First time in his life, JR thought, he might have gotten up even with the captains he shadowed.

“Dinner,” Madison said, “and then no rest for you and Francie and Alan. I have messages I want carried.”

The destination made sense. Immediately.

“We can’t make headway with this station,” Madison said. “So we go to the captains first. This station is begging for confrontation. They won’t like it. But I think two ships will go with us without an argument. Don’t plan on sleep tonight.”

He was supposed to approach another captain? He was supposed to carry out this end of the proposition?

It was one thing to talk in conference with the Old Man as certain back-up. It was another to walk onto another deck to persuade an independent merchanter to strong-arm a station-master tomorrow. Things could blow up. He could set negotiations back on a single failure to read signals.

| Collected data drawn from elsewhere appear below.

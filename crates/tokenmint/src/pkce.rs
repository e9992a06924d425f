//! RFC 7636 Proof Key for Code Exchange.
//!
//! The verifier is 22 random bytes rendered as lowercase hex (44 characters),
//! which keeps it inside the 43..=128 character window RFC 7636 §4.1 allows.
//! The challenge method is always `S256`.

use base64::engine::general_purpose::URL_SAFE_NO_PAD;
use base64::Engine as _;
use rand::rngs::OsRng;
use rand::RngCore;
use sha2::{Digest, Sha256};

/// A verifier and its matching challenge, generated together.
#[derive(Clone, veil::Redact)]
pub struct PkcePair {
    #[redact]
    pub verifier: String,
    pub challenge: String,
}

impl PkcePair {
    #[must_use]
    pub fn generate() -> Self {
        let verifier = verifier();
        let challenge = challenge(&verifier);
        Self {
            verifier,
            challenge,
        }
    }
}

/// Generate a high-entropy code verifier.
#[must_use]
pub fn verifier() -> String {
    let mut bytes = [0u8; 22];
    OsRng.fill_bytes(&mut bytes);
    hex::encode(bytes)
}

/// The `S256` challenge for a verifier: base64url-encoded (unpadded) SHA-256
/// of the verifier's UTF-8 bytes.
#[must_use]
pub fn challenge(verifier: &str) -> String {
    URL_SAFE_NO_PAD.encode(Sha256::digest(verifier.as_bytes()))
}

#[cfg(test)]
mod tests {
    use pretty_assertions::assert_eq;

    use super::*;

    #[test]
    fn verifier_is_44_lowercase_hex_chars() {
        let v = verifier();
        assert_eq!(v.len(), 44);
        assert!(v.chars().all(|c| c.is_ascii_hexdigit() && !c.is_ascii_uppercase()));
    }

    #[test]
    fn verifiers_are_random() {
        assert_ne!(verifier(), verifier());
    }

    #[test]
    fn challenge_matches_rfc7636_appendix_b() {
        assert_eq!(
            challenge("dBjftJeZ4CVP-mB92K27uhbUJU1p1r_wW1gFWFOEjXk"),
            "E9Melhoa2OwvFrEMTJguCHaoeK1t8URWbuGJSstw-cM"
        );
    }

    #[test]
    fn challenge_is_unpadded_base64url() {
        // sha256("test") contains bytes that hit `+`/`/` in plain base64.
        assert_eq!(challenge("test"), "n4bQgYhMfWWaL-qgxVrQFaO_TxsrC4Is0V1sFbDwCgg");
    }

    #[test]
    fn pair_is_internally_consistent() {
        let pair = PkcePair::generate();
        assert_eq!(pair.challenge, challenge(&pair.verifier));
    }

    #[test]
    fn debug_redacts_verifier() {
        let pair = PkcePair::generate();
        assert!(!format!("{pair:?}").contains(&pair.verifier));
    }
}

Or give the wrong captain information that could end up back in Oser-Hayes’ hands, or hardening merchanter attitudes against them.

But he couldn’t say no. That wasn’t why they’d pushed him ahead in rank.

If they were late-night shopping, Vince wanted a tape store. They visited that, and Vince bought two tapes. Thirty minutes, in that operation, and it was high time, Fletcher decided, to get over-active junior-juniors back to the sleepover before Linda had her way and talked him into another sugared drink that would have them awake till the small hours.

“No,” Fletcher said, to that idea.

Then Jeremy took interest in yet another curio shop, not yet sated with plastic snakes and seeds and little mineral curiosities. “Just one more,” Jeremy said. “Just one more.”

If it made Jeremy happy. If it got them back to the sleep-over with everyone in a good mood.

This one was higher class, one of those kind of shops that was open during mainday and every other alterday, alterday traffic tending to lower-priced goods and cheaper amusements. The door opened to a melodious chime, advising the idle shopkeeper of visitors, and a portly man appeared. Justly dubious of junior-juniors in his shop, that was clear.

“Just window-shopping,” Fletcher said, and the man continued to watch them; but he seemed a little easier in the realization of an older individual in charge of the rowdy junior traffic.